Following the earlier spike to fresh 2-week highs in the 1.0935/40 band, EUR/USD comes under some mild downside pressure and now returns to the area below 1.0900 on Thursday.
EUR/USD keeps the bid bias unchanged so far this week and maintains the rebound from Monday’s sub-1.0800 levels well in place amidst the persistent corrective downside in the greenback.
Further rebound in the pair comes amidst the equally positive performance in US and German yields, which manage well to regain upside traction and reverse Wednesday’s pullback.
Earlier in the euro docked, inflation figures in the broader Euroland came a tad below the flash prints for the month of March, while the European Commission’s flash Consumer Confidence is due later in the day.
In the US calendar, Initial Claims rose by 184K in the week to April 16 and the Philly Fed Manufacturing Index deflated to 17.6 in April (from 27.4). Later in the NA session, Chief Powell will speak on The Global Economy at an IMF event.

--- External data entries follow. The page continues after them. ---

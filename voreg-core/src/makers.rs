//! Per-kind resource document assembly.
//!
//! One handler per resource kind, registered in a table built once at
//! startup. Specialization is explicit: a handler that extends another kind
//! calls `RecordAssembler::append_for` on its parent kind itself, then
//! appends its own substructure. A handler that forgets to chain silently
//! loses the parent's fields; that is part of the handler-authoring
//! contract, not something the table compensates for.

use crate::builder::{self, BuildContext, BuildMode};
use crate::capabilities::CapabilityAssembler;
use crate::config::RegistryConfig;
use crate::error::BuildError;
use crate::meta::MetaScope;
use crate::model::{doc, ri, vg, vr, vs, vstd};
use crate::resolve::KindResolver;
use crate::resource::{DependencyCache, NoPrerequisites, PrerequisiteLoader, Resource};
use crate::tableset;
use crate::xml::Node;
use std::collections::BTreeSet;

/// The resource-kind vocabulary.
pub mod kind {
    pub const SERVICE: &str = "service";
    pub const DATA_SERVICE: &str = "data-service";
    pub const CATALOG_SERVICE: &str = "catalog-service";
    pub const REGISTRY: &str = "registry";
    pub const ORGANIZATION: &str = "organization";
    pub const AUTHORITY: &str = "authority";
    pub const STANDARD: &str = "standard";
    pub const DOCUMENT: &str = "document";
    pub const DELETED: &str = "deleted";
    pub const TABLE: &str = "table";
    pub const DATA: &str = "data";
}

pub trait ResourceMaker: Send + Sync {
    /// The resource element for this kind, type attribute included.
    fn element(&self) -> Node;

    /// Tombstone kinds produce no document body at all.
    fn tombstone(&self) -> bool {
        false
    }

    /// Append this kind's substructure to the document under construction.
    /// The common base (attributes, validation marker, curation and content)
    /// has already been applied when this is called.
    fn append(
        &self,
        asm: &RecordAssembler,
        document: &mut Node,
        set_names: &BTreeSet<String>,
        ctx: &BuildContext<'_>,
    ) -> Result<(), BuildError>;
}

struct ServiceMaker;

impl ResourceMaker for ServiceMaker {
    fn element(&self) -> Node {
        vs::data_service()
    }

    fn append(
        &self,
        asm: &RecordAssembler,
        document: &mut Node,
        set_names: &BTreeSet<String>,
        ctx: &BuildContext<'_>,
    ) -> Result<(), BuildError> {
        document.push(builder::rights_builder().build(&ctx.resource.meta, ctx)?);
        for publication in ctx.resource.publications_for_sets(set_names) {
            let pctx = ctx.for_publication(publication);
            document.push(asm.capabilities().capability(publication, &pctx)?);
        }
        Ok(())
    }
}

/// Services with instrument/facility/coverage metadata but no tables.
struct DataServiceMaker;

impl ResourceMaker for DataServiceMaker {
    fn element(&self) -> Node {
        vs::data_service()
    }

    fn append(
        &self,
        asm: &RecordAssembler,
        document: &mut Node,
        set_names: &BTreeSet<String>,
        ctx: &BuildContext<'_>,
    ) -> Result<(), BuildError> {
        asm.append_for(kind::SERVICE, document, set_names, ctx)?;
        document.push(builder::org_meta_builder().build(&ctx.resource.meta, ctx)?);
        document.push(builder::coverage_meta_builder().build(&ctx.resource.meta, ctx)?);
        Ok(())
    }
}

struct CatalogServiceMaker;

impl ResourceMaker for CatalogServiceMaker {
    fn element(&self) -> Node {
        vs::catalog_service()
    }

    fn append(
        &self,
        asm: &RecordAssembler,
        document: &mut Node,
        set_names: &BTreeSet<String>,
        ctx: &BuildContext<'_>,
    ) -> Result<(), BuildError> {
        asm.append_for(kind::DATA_SERVICE, document, set_names, ctx)?;
        document.push(tableset::table_set(&ctx.resource.schemas));
        Ok(())
    }
}

struct RegistryMaker;

impl ResourceMaker for RegistryMaker {
    fn element(&self) -> Node {
        vg::registry_resource()
    }

    fn append(
        &self,
        asm: &RecordAssembler,
        document: &mut Node,
        set_names: &BTreeSet<String>,
        ctx: &BuildContext<'_>,
    ) -> Result<(), BuildError> {
        asm.append_for(kind::SERVICE, document, set_names, ctx)?;
        document.push(vg::full().with_text(ctx.resource.meta.text_or("full", "false")));
        document.push(builder::registry_meta_builder().build(&ctx.resource.meta, ctx)?);
        document.push(tableset::table_set(&ctx.resource.schemas));
        Ok(())
    }
}

struct OrganizationMaker;

impl ResourceMaker for OrganizationMaker {
    fn element(&self) -> Node {
        vr::organisation()
    }

    fn append(
        &self,
        _asm: &RecordAssembler,
        document: &mut Node,
        _set_names: &BTreeSet<String>,
        ctx: &BuildContext<'_>,
    ) -> Result<(), BuildError> {
        document.push(builder::org_meta_builder().build(&ctx.resource.meta, ctx)?);
        Ok(())
    }
}

struct AuthorityMaker;

impl ResourceMaker for AuthorityMaker {
    fn element(&self) -> Node {
        vg::authority_resource()
    }

    fn append(
        &self,
        _asm: &RecordAssembler,
        document: &mut Node,
        _set_names: &BTreeSet<String>,
        ctx: &BuildContext<'_>,
    ) -> Result<(), BuildError> {
        document.push(
            vg::managing_org()
                .opt_attr("ivo-id", ctx.resource.meta.text("managingOrg.ivoId", false))
                .with_text(ctx.resource.meta.text_or("managingOrg", "")),
        );
        Ok(())
    }
}

struct StandardMaker;

impl ResourceMaker for StandardMaker {
    fn element(&self) -> Node {
        vstd::standard_resource()
    }

    fn append(
        &self,
        _asm: &RecordAssembler,
        document: &mut Node,
        _set_names: &BTreeSet<String>,
        ctx: &BuildContext<'_>,
    ) -> Result<(), BuildError> {
        document.push(builder::standards_meta_builder().build(&ctx.resource.meta, ctx)?);
        Ok(())
    }
}

/// Documents run the full catalog-service chain under their own element.
struct DocumentMaker;

impl ResourceMaker for DocumentMaker {
    fn element(&self) -> Node {
        doc::document_resource()
    }

    fn append(
        &self,
        asm: &RecordAssembler,
        document: &mut Node,
        set_names: &BTreeSet<String>,
        ctx: &BuildContext<'_>,
    ) -> Result<(), BuildError> {
        asm.append_for(kind::CATALOG_SERVICE, document, set_names, ctx)
    }
}

struct DeletedMaker;

impl ResourceMaker for DeletedMaker {
    fn element(&self) -> Node {
        ri::resource()
    }

    fn tombstone(&self) -> bool {
        true
    }

    fn append(
        &self,
        _asm: &RecordAssembler,
        _document: &mut Node,
        _set_names: &BTreeSet<String>,
        _ctx: &BuildContext<'_>,
    ) -> Result<(), BuildError> {
        Ok(())
    }
}

/// Data collections (published tables and data descriptors) render as
/// catalog resources: capabilities, organizational metadata, coverage and
/// the table set, but no specialized service chain.
struct DataCollectionMaker;

impl ResourceMaker for DataCollectionMaker {
    fn element(&self) -> Node {
        vs::catalog_resource()
    }

    fn append(
        &self,
        asm: &RecordAssembler,
        document: &mut Node,
        set_names: &BTreeSet<String>,
        ctx: &BuildContext<'_>,
    ) -> Result<(), BuildError> {
        for publication in ctx.resource.publications_for_sets(set_names) {
            let pctx = ctx.for_publication(publication);
            document.push(asm.capabilities().capability(publication, &pctx)?);
        }
        document.push(builder::org_meta_builder().build(&ctx.resource.meta, ctx)?);
        document.push(builder::coverage_meta_builder().build(&ctx.resource.meta, ctx)?);
        document.push(tableset::table_set(&ctx.resource.schemas));
        Ok(())
    }
}

fn builtin_makers() -> KindResolver<Box<dyn ResourceMaker>> {
    let mut r: KindResolver<Box<dyn ResourceMaker>> = KindResolver::new();
    r.register(kind::SERVICE, Box::new(ServiceMaker));
    r.register(kind::DATA_SERVICE, Box::new(DataServiceMaker));
    r.register(kind::CATALOG_SERVICE, Box::new(CatalogServiceMaker));
    r.register(kind::REGISTRY, Box::new(RegistryMaker));
    r.register(kind::ORGANIZATION, Box::new(OrganizationMaker));
    r.register(kind::AUTHORITY, Box::new(AuthorityMaker));
    r.register(kind::STANDARD, Box::new(StandardMaker));
    r.register(kind::DOCUMENT, Box::new(DocumentMaker));
    r.register(kind::DELETED, Box::new(DeletedMaker));
    r.register(kind::TABLE, Box::new(DataCollectionMaker));
    r.register(kind::DATA, Box::new(DataCollectionMaker));
    r
}

/// The facade turning resources into resource-description documents.
///
/// Holds the registration tables, the process configuration and the
/// prerequisite cache; one instance serves a whole process.
pub struct RecordAssembler {
    config: RegistryConfig,
    makers: KindResolver<Box<dyn ResourceMaker>>,
    capabilities: CapabilityAssembler,
    dependencies: DependencyCache,
    loader: Box<dyn PrerequisiteLoader>,
}

impl RecordAssembler {
    pub fn new(config: RegistryConfig) -> Self {
        Self::with_loader(config, Box::new(NoPrerequisites))
    }

    pub fn with_loader(config: RegistryConfig, loader: Box<dyn PrerequisiteLoader>) -> Self {
        Self {
            config,
            makers: builtin_makers(),
            capabilities: CapabilityAssembler::builtin(),
            dependencies: DependencyCache::new(),
            loader,
        }
    }

    pub fn config(&self) -> &RegistryConfig {
        &self.config
    }

    pub fn capabilities(&self) -> &CapabilityAssembler {
        &self.capabilities
    }

    /// The resource-description document for `resource`, filtered to the
    /// requested set names; `None` for tombstone kinds.
    pub fn resource_document(
        &self,
        resource: &Resource,
        set_names: &BTreeSet<String>,
        mode: BuildMode,
    ) -> Result<Option<Node>, BuildError> {
        let kind = resource.kind();
        let maker = self.makers.resolve(&kind)?;
        if maker.tombstone() {
            return Ok(None);
        }

        self.dependencies
            .ensure(&resource.collection, self.loader.as_ref())
            .map_err(|e| BuildError::Prerequisite {
                collection: resource.collection.clone(),
                reason: e.to_string(),
            })?;

        let ctx = BuildContext::new(&self.config, mode, resource);
        let mut document = maker
            .element()
            .opt_attr("created", resource.meta.text("creationDate", true))
            .opt_attr("updated", resource.meta.text("_metadataUpdated", true))
            .attr("status", resource.status.as_str());
        if let Some(level) = resource.meta.text("validationLevel", false) {
            document.push(
                vr::validation_level()
                    .opt_attr("validatedBy", resource.meta.text("validatedBy", false))
                    .with_text(level),
            );
        }
        document.push(builder::vor_resource_builder().build(&resource.meta, &ctx)?);
        maker.append(self, &mut document, set_names, &ctx)?;
        document.finalize();
        Ok(Some(document))
    }

    /// Run another kind's append step; how specialized handlers chain to
    /// their parent kind.
    pub fn append_for(
        &self,
        kind: &str,
        document: &mut Node,
        set_names: &BTreeSet<String>,
        ctx: &BuildContext<'_>,
    ) -> Result<(), BuildError> {
        self.makers.resolve(kind)?.append(self, document, set_names, ctx)
    }
}
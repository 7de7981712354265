//! Entry point: argv handling, logging setup, and the startup/run/teardown
//! sequence (§6, §7).

#[macro_use]
extern crate log;

mod atom;
mod client;
mod config;
mod error;
mod event;
mod ewmh;
mod focus;
mod geometry;
mod interactive;
mod layout;
mod monitor;
mod spawn;
mod wm;

use env_logger::WriteStyle::Auto;
use wm::Wm;

const VERSION: &str = env!("CARGO_PKG_VERSION");

fn print_usage_and_exit() -> ! {
    eprintln!("usage: rdwm [-v]");
    std::process::exit(1);
}

fn main() {
    let mut args = std::env::args().skip(1);
    if let Some(arg) = args.next() {
        if arg == "-v" {
            println!("rdwm-{}", VERSION);
            std::process::exit(0);
        }
        print_usage_and_exit();
    }

    env_logger::builder()
        .format_timestamp(None)
        .write_style(Auto)
        .parse_default_env()
        .init();
    info!("starting rdwm {}", VERSION);

    let mut wm = match Wm::new() {
        Ok(wm) => wm,
        Err(e) => {
            error!("startup failed: {}", e);
            std::process::exit(1);
        }
    };

    spawn::install_sigchld_handler();
    wm.setup();
    wm.scan();
    spawn::run_autostart();
    wm.run();
    wm.cleanup();
    info!("exiting");
}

EUR/USD regains some composure and trespasses 1.0900 to clinch fresh multi-day tops. The duration and extension of the ongoing bounce, however, remains to be seen, as the outlook for the pair still remains tilted towards the bearish side, always in response to dollar dynamics, geopolitical concerns and the Fed-ECB divergence. As usual, occasional pockets of strength in the single currency should appear reinforced by speculation the ECB could raise rates before the end of the year, while higher German yields, elevated inflation, the decent pace of the economic recovery and auspicious results from key fundamentals in the region are also supportive of a rebound in the euro.
Key events in the euro area this week: Final EMU Inflation Rate, Flash EMU Consumer Confidence (Thursday) – EMU, Germany Flash Manufacturing, Services PMIs (Friday).
Eminent issues on the back boiler: Asymmetric economic recovery post-pandemic in the euro area. Speculation of ECB tightening/tapering later in the year. Second round of the presidential elections in France (April 24). Impact on the region’s economic growth prospects of the war in Ukraine.
So far, spot is up 0.40% at 1.0893 and faces the next up barrier at 1.0936 (weekly high April 21) seconded by 1.1000 (round level) and finally 1.1078 (55-day SMA). On the other hand, the break below 1.0757 (2022 low April 14) would target 1.0727 (low April 24 2020) en route to 1.0635 (2020 low March 23).